The successful integration of patient metadata with dermoscopic images enhanced classification accuracy while reflecting the natural diagnostic process used by clinicians who consider both visual lesion characteristics and patient demographics. This multimodal approach contributed to the system’s robust performance across diverse patient populations and anatomical locations.
The development of the first deployable web-based clinical interface with integrated explainability and evidence-based recommendations represents a significant contribution to the field. The application successfully demonstrated real-time inference capabilities with safety protocols, including a four-tier risk stratification system and appropriate emergency response protocols for malignant conditions.
This research addresses critical gaps in dermatological care accessibility, particularly in regions with limited specialist availability. The web-based deployment architecture democratizes access to advanced diagnostic capabilities by requiring only standard internet connectivity, eliminating expensive infrastructure requirements.
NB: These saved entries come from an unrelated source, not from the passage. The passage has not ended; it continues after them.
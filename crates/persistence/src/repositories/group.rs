//! Group repository for database operations.

use async_trait::async_trait;
use domain::models::{Group, NewGroup};
use domain::services::GroupStore;
use domain::DomainResult;
use sqlx::PgPool;

use crate::entities::GroupEntity;
use crate::metrics::QueryTimer;

/// Repository for group-related database operations.
#[derive(Clone)]
pub struct GroupRepository {
    pool: PgPool,
}

impl GroupRepository {
    /// Creates a new GroupRepository with the given connection pool.
    pub fn new(pool: PgPool) -> Self {
        Self { pool }
    }

    /// Insert a new group.
    pub async fn create_group(
        &self,
        name: Option<&str>,
        description: Option<&str>,
    ) -> Result<GroupEntity, sqlx::Error> {
        let timer = QueryTimer::new("create_group");
        let result = sqlx::query_as::<_, GroupEntity>(
            r#"
            INSERT INTO groups (name, description)
            VALUES ($1, $2)
            RETURNING id, name, description, created_at
            "#,
        )
        .bind(name)
        .bind(description)
        .fetch_one(&self.pool)
        .await;
        timer.record();
        result
    }

    /// Get all groups.
    pub async fn find_all_groups(&self) -> Result<Vec<GroupEntity>, sqlx::Error> {
        let timer = QueryTimer::new("find_all_groups");
        let result = sqlx::query_as::<_, GroupEntity>(
            r#"
            SELECT id, name, description, created_at
            FROM groups
            ORDER BY id
            "#,
        )
        .fetch_all(&self.pool)
        .await;
        timer.record();
        result
    }

    /// Find a group by its id.
    pub async fn find_group_by_id(&self, id: i64) -> Result<Option<GroupEntity>, sqlx::Error> {
        let timer = QueryTimer::new("find_group_by_id");
        let result = sqlx::query_as::<_, GroupEntity>(
            r#"
            SELECT id, name, description, created_at
            FROM groups
            WHERE id = $1
            "#,
        )
        .bind(id)
        .fetch_optional(&self.pool)
        .await;
        timer.record();
        result
    }
}

#[async_trait]
impl GroupStore for GroupRepository {
    async fn insert(&self, group: NewGroup) -> DomainResult<Group> {
        let entity = self
            .create_group(group.name.as_deref(), group.description.as_deref())
            .await?;
        Ok(entity.into())
    }

    async fn list_all(&self) -> DomainResult<Vec<Group>> {
        let entities = self.find_all_groups().await?;
        Ok(entities.into_iter().map(Into::into).collect())
    }

    async fn find_by_id(&self, id: i64) -> DomainResult<Option<Group>> {
        Ok(self.find_group_by_id(id).await?.map(Into::into))
    }
}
The comprehensive patient education components, including evidence-based cosmetic guidance for benign conditions, enhance patient engagement while maintaining appropriate clinical boundaries.
Future research should focus on addressing persistent class imbalance challenges through advanced data augmentation techniques, validating performance across international datasets to ensure global generalizability, and optimizing computational requirements for high-volume clinical environments. The successful development of this clinically deployable system establishes a foundation for responsible AI integration in dermatological practice, bridging the critical gap between research innovation and practical healthcare applications while prioritizing patient safety and clinical transparency.